Researchers have discovered two high-severity vulnerabilities in a popular WordPress (opens in new tab) theme and plugin that could allow threat actors to completely take over the affected websites.
Cybersecurity experts from Patchstack uncovered two flaws in a premium add-on used mostly for real-estate websites. The $69 theme is called Houzez, and reportedly has more than 35,000 customers.
The two vulnerabilities are now tracked as CVE-2023-26540 and CVE-2023-26009. Both are rated 9.8 – critical, and both allow for the elevation of privileges, from a remote location – no authentication required.
Used in the wild
To make matters even worse – both are being actively used in the wild.
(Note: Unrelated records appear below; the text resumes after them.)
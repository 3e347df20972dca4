use serde::{Deserialize, Serialize};

use crate::lcoe::LcoeError;

/// 하루 시간 수
pub const HOURS_PER_DAY: f64 = 24.0;
/// 1년 일수
pub const DAYS_PER_YEAR: f64 = 365.0;
/// GWh → TWh 환산 계수
pub const GWH_PER_TWH: f64 = 1000.0;

/// 발전원 1종의 비용/운전 특성. 계산 중에는 변경되지 않는다.
#[derive(Debug, Clone, Copy, PartialEq, Serialize, Deserialize)]
pub struct EnergySource {
    /// 설비 용량당 건설비 [통화/GW]. 건설 기간에 균등 분할된다.
    pub cost_per_gw: f64,
    /// 이용률(0~1)
    pub max_power_perc: f64,
    /// 고정 운전유지비 [통화/GW/년]
    pub o_and_m_per_gw_per_year: f64,
    /// 변동 운전유지비 [통화/TWh]
    pub o_and_m_per_twh: f64,
    /// 건설 기간 [년]. 이 기간에는 발전량이 없다.
    pub years_to_launch: u32,
    /// 운전 기간 [년]
    pub years_of_operation: u32,
}

impl EnergySource {
    pub fn new(
        cost_per_gw: f64,
        max_power_perc: f64,
        o_and_m_per_gw_per_year: f64,
        o_and_m_per_twh: f64,
        years_to_launch: u32,
        years_of_operation: u32,
    ) -> Self {
        Self {
            cost_per_gw,
            max_power_perc,
            o_and_m_per_gw_per_year,
            o_and_m_per_twh,
            years_to_launch,
            years_of_operation,
        }
    }

    /// 이용률을 GW당 연간 발전량 [TWh/GW/년]으로 환산한다.
    pub fn energy_per_gw_per_year(&self) -> f64 {
        self.max_power_perc * HOURS_PER_DAY * DAYS_PER_YEAR / GWH_PER_TWH
    }

    /// 계산 전에 입력값을 검사한다. 발전량 합계가 0이 되는 입력도 거부한다.
    pub fn validate(&self) -> Result<(), LcoeError> {
        check_non_negative(self.cost_per_gw, "cost_per_gw는 0 이상의 유한한 값이어야 합니다.")?;
        check_non_negative(
            self.o_and_m_per_gw_per_year,
            "o_and_m_per_gw_per_year는 0 이상의 유한한 값이어야 합니다.",
        )?;
        check_non_negative(
            self.o_and_m_per_twh,
            "o_and_m_per_twh는 0 이상의 유한한 값이어야 합니다.",
        )?;
        let perc = self.max_power_perc;
        if perc.is_nan() || perc <= 0.0 || perc > 1.0 {
            return Err(LcoeError::InvalidInput(
                "max_power_perc는 0보다 크고 1 이하여야 합니다.",
            ));
        }
        if self.years_to_launch == 0 {
            return Err(LcoeError::InvalidInput(
                "years_to_launch는 1 이상이어야 합니다.",
            ));
        }
        if self.years_of_operation == 0 {
            return Err(LcoeError::InvalidInput(
                "years_of_operation은 1 이상이어야 합니다.",
            ));
        }
        if self.years_to_launch.checked_add(self.years_of_operation).is_none() {
            return Err(LcoeError::InvalidInput(
                "years_to_launch와 years_of_operation의 합이 u32 범위를 넘습니다.",
            ));
        }
        Ok(())
    }

    /// 건설 기간과 운전 기간을 합한 전체 연수. `validate`를 통과한 입력이면 u32 범위 안이다.
    pub fn horizon_years(&self) -> u64 {
        u64::from(self.years_to_launch) + u64::from(self.years_of_operation)
    }
}

fn check_non_negative(value: f64, msg: &'static str) -> Result<(), LcoeError> {
    // NaN은 비교가 모두 false이므로 여기서 함께 걸러진다.
    if value.is_finite() && value >= 0.0 {
        Ok(())
    } else {
        Err(LcoeError::InvalidInput(msg))
    }
}
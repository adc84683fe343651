//! Tunables for normalization, ranking and the animated counters.
//!
//! Defaults: ranks are compressed to eight display groups, `-` and empty cells
//! are missing values, re-ranking after a sort waits 100 ms and counters run
//! 30 frames of 20 ms.

use alloc::string::String;
use alloc::vec;
use alloc::vec::Vec;

use crate::error::TableError;

/// Highest rank handed out by default. Rows past it share this rank.
pub const DEFAULT_MAX_RANK: u8 = 8;

/// Configuration for a [`TableRanker`](crate::ranker::TableRanker).
///
/// ```rust
/// use table_rank::config::RankConfig;
///
/// let cfg = RankConfig { max_rank: 3, ..RankConfig::default() };
/// assert!(cfg.validate().is_ok());
/// ```
#[derive(Clone, Debug, PartialEq)]
#[cfg_attr(feature = "serde", derive(serde::Serialize, serde::Deserialize))]
#[cfg_attr(feature = "serde", serde(default))]
pub struct RankConfig {
    /// Ranks above this value are clamped to it. Must be in `1..=8`.
    pub max_rank: u8,
    /// Trimmed cell texts treated as missing values.
    pub missing_markers: Vec<String>,
    /// Delay between a reorder and the re-rank that follows it.
    pub rehighlight_delay_ms: u32,
    /// Frames an animated counter takes to climb from 0 to its target.
    pub counter_steps: u32,
    /// Interval between counter frames when driven by
    /// [`TableRanker::advance_counters`](crate::ranker::TableRanker::advance_counters).
    pub counter_frame_ms: u32,
}

impl RankConfig {
    /// Construct the default configuration.
    pub fn new() -> Self {
        Self::default()
    }

    /// Check every field is usable.
    pub fn validate(&self) -> Result<(), TableError> {
        if self.max_rank == 0 || self.max_rank > DEFAULT_MAX_RANK {
            return Err(TableError::InvalidConfig("max_rank must be between 1 and 8"));
        }
        if self.counter_steps == 0 {
            return Err(TableError::InvalidConfig("counter_steps must be at least 1"));
        }
        if self.counter_frame_ms == 0 {
            return Err(TableError::InvalidConfig("counter_frame_ms must be at least 1"));
        }
        Ok(())
    }

    /// Whether `trimmed` is one of the configured missing markers.
    pub fn is_missing(&self, trimmed: &str) -> bool {
        self.missing_markers.iter().any(|m| m == trimmed)
    }
}

impl Default for RankConfig {
    fn default() -> Self {
        Self {
            max_rank: DEFAULT_MAX_RANK,
            missing_markers: vec![String::new(), String::from("-")],
            rehighlight_delay_ms: 100,
            counter_steps: 30,
            counter_frame_ms: 20,
        }
    }
}
impl TableRanker {
    /// Wrap `table`, validating `config` and ranking the initial rows.
    pub fn new(table: Table, config: RankConfig) -> Result<Self, TableError> {
        config.validate()?;
        Ok(Self::build(table, config))
    }

    /// Wrap `table` with the default configuration.
    pub fn from_table(table: Table) -> Self {
        Self::build(table, RankConfig::default())
    }

    fn build(table: Table, config: RankConfig) -> Self {
        let ranks = compute_table_ranks(&table, &config);
        Self {
            table,
            config,
            sort: SortState::new(),
            ranks,
            refresh_in: None,
            active_row: None,
            counters: Vec::new(),
            counter_elapsed: 0,
        }
    }

    /// The table in its current order.
    pub fn table(&self) -> &Table {
        &self.table
    }

    /// Active configuration.
    pub fn config(&self) -> &RankConfig {
        &self.config
    }

    /// Current header state.
    pub fn sort_state(&self) -> SortState {
        self.sort
    }

    // ── Sorting ────────────────────────────────────────────────────────────

    /// Handle a click on the header of `column`.
    ///
    /// Advances the header state machine, reorders the rows and schedules a
    /// re-rank after [`RankConfig::rehighlight_delay_ms`]. The label column
    /// and unknown columns are rejected without touching any state.
    pub fn activate_header(&mut self, column: usize) -> Result<SortDirection, TableError> {
        if let Err(e) = self.table.check_data_column(column) {
            tracing::warn!(column, error = %e, "header activation rejected");
            return Err(e);
        }
        let direction = self.sort.activate(column);
        sort_table(&mut self.table, column, direction, &self.config)?;
        self.schedule_refresh();
        Ok(direction)
    }

    // ── Ranking ────────────────────────────────────────────────────────────

    /// Ranks for the current rows, or [`TableError::StaleRanks`] if the rows
    /// changed since the last re-rank.
    pub fn ranks(&self) -> Result<&TableRanks, TableError> {
        self.ranks.check_fresh(&self.table)?;
        Ok(&self.ranks)
    }

    /// Rank of one cell. Fails only when ranks are stale.
    pub fn rank_of(&self, row: RowId, column: usize) -> Result<Option<Rank>, TableError> {
        Ok(self.ranks()?.rank_of(row, column))
    }

    /// `true` while a re-rank is scheduled.
    pub fn refresh_pending(&self) -> bool {
        self.refresh_in.is_some()
    }

    /// Let `elapsed_ms` pass. Runs the scheduled re-rank once it is due and
    /// returns whether it ran.
    pub fn advance(&mut self, elapsed_ms: u32) -> bool {
        match self.refresh_in {
            Some(left) if elapsed_ms >= left => {
                self.refresh_ranks();
                true
            }
            Some(left) => {
                self.refresh_in = Some(left - elapsed_ms);
                false
            }
            None => false,
        }
    }

    /// Run any scheduled re-rank now.
    pub fn settle(&mut self) {
        if self.refresh_in.is_some() {
            self.refresh_ranks();
        }
    }

    /// Recompute every column's ranks from the current rows.
    pub fn refresh_ranks(&mut self) {
        self.ranks = compute_table_ranks(&self.table, &self.config);
        self.refresh_in = None;
    }

    /// Arm the deferred re-rank. A refresh that is already pending is
    /// pushed back, never dropped.
    fn schedule_refresh(&mut self) {
        if self.config.rehighlight_delay_ms == 0 {
            self.refresh_ranks();
        } else {
            self.refresh_in = Some(self.config.rehighlight_delay_ms);
        }
    }

    // ── Rows and cells ─────────────────────────────────────────────────────

    /// Make `row` the single active row.
    pub fn select_row(&mut self, row: RowId) -> Result<(), TableError> {
        if self.table.row(row).is_none() {
            return Err(TableError::UnknownRow(row));
        }
        self.active_row = Some(row);
        Ok(())
    }

    /// Clear the active row.
    pub fn clear_selection(&mut self) {
        self.active_row = None;
    }

    /// The active row, if any.
    pub fn active_row(&self) -> Option<RowId> {
        self.active_row
    }

    /// Rewrite a cell. Ranks go stale until the next re-rank.
    pub fn set_cell_text(
        &mut self,
        row: RowId,
        column: usize,
        text: &str,
    ) -> Result<(), TableError> {
        self.table.set_cell_text(row, column, text)
    }

    // ── Counters ───────────────────────────────────────────────────────────

    /// Start a count-up animation on every eligible cell. Replaces any
    /// animations still running and returns how many started.
    pub fn start_counters(&mut self) -> usize {
        let config = &self.config;
        self.counters = self
            .table
            .rows()
            .iter()
            .flat_map(|row| {
                row.cells()
                    .iter()
                    .enumerate()
                    .filter_map(move |(c, text)| {
                        CounterAnimation::for_cell(row.id(), c, text, config)
                    })
            })
            .collect();
        self.counter_elapsed = 0;
        tracing::debug!(counters = self.counters.len(), "counters started");
        self.counters.len()
    }

    /// `true` while any counter has frames left.
    pub fn counters_running(&self) -> bool {
        self.counters.iter().any(|c| !c.is_done())
    }

    /// Advance every running counter by one frame and write the frames into
    /// the table. When the last counter settles a re-rank is scheduled.
    pub fn step_counters(&mut self) -> Result<Vec<CounterFrame>, TableError> {
        let frames: Vec<CounterFrame> = self
            .counters
            .iter_mut()
            .filter_map(CounterAnimation::step)
            .collect();
        for frame in &frames {
            tracing::trace!(
                row = frame.row.0,
                column = frame.column,
                text = %frame.text,
                "counter frame"
            );
            self.table.set_cell_text(frame.row, frame.column, frame.text.as_str())?;
        }
        if !frames.is_empty() && !self.counters_running() {
            self.counters.clear();
            self.counter_elapsed = 0;
            self.schedule_refresh();
        }
        Ok(frames)
    }

    /// Let `elapsed_ms` pass for the counters. Steps one frame for every
    /// [`RankConfig::counter_frame_ms`] banked; the remainder carries over to
    /// the next call. Returns the frames in the order they were produced.
    pub fn advance_counters(&mut self, elapsed_ms: u32) -> Result<Vec<CounterFrame>, TableError> {
        let mut frames = Vec::new();
        if !self.counters_running() {
            return Ok(frames);
        }
        let frame_ms = self.config.counter_frame_ms.max(1);
        self.counter_elapsed = self.counter_elapsed.saturating_add(elapsed_ms);
        while self.counter_elapsed >= frame_ms && self.counters_running() {
            self.counter_elapsed -= frame_ms;
            frames.extend(self.step_counters()?);
        }
        Ok(frames)
    }

    // ── Presentation ───────────────────────────────────────────────────────

    /// Push order, sort indicators, cell texts and the active row into
    /// `target`.
    ///
    /// Rank markers are repainted only when ranks are fresh; while a re-rank
    /// is pending the previous markers stay in place. Returns whether the
    /// markers were repainted.
    pub fn apply<T: RenderTarget + ?Sized>(&self, target: &mut T) -> bool {
        target.reorder_rows(&self.table.order());
        for column in 1..self.table.column_count() {
            target.set_sort_indicator(column, self.sort.direction(column));
        }
        for row in self.table.rows() {
            for (column, text) in row.cells().iter().enumerate().skip(1) {
                target.set_cell_text(row.id(), column, text);
            }
        }
        target.set_active_row(self.active_row);

        let Ok(ranks) = self.ranks() else {
            return false;
        };
        target.clear_rank_markers();
        for assignment in ranks.columns() {
            for (row, rank) in assignment.iter() {
                target.set_rank_marker(row, assignment.column(), rank);
            }
        }
        true
    }
}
“The vulnerability in the theme and plugin is currently exploited in the wild and have seen a large number of attacks from the IP address 22.214.171.124 at the time of writing,” Patchstack warned.
The flaws are hardly new, too. Roughly half a year ago, after the researchers first reached out to the theme’s vendor – ThemeForest – a patch for one of the flaws was released, bringing the theme up to version 2.6.4. In November last year, the vendor patched the second flaw as well, bringing Houzez to version 2.7.2.
As usual, users are advised to apply the patch immediately and avoid the risk of being targeted by cybercriminals.
WordPress is the world’s most popular website hosting platform, and as such, is a popular target for hackers. But the platform is generally perceived as secure – it’s the countless themes and add-ons that hackers often manage to exploit.
The themes and add-ons, which can be acquired either directly via WordPress, or through vendor website, offer basically infinite customization options. They are split into free and commercial categories, and while paid options are usually frequently updated and maintained, free versions are sometimes abandoned. That being said, they don’t get the necessary patches on time and provide hackers with ample opportunities to compromise the website, steal its data, redirect visitors elsewhere, and do all other sorts of malicious activities.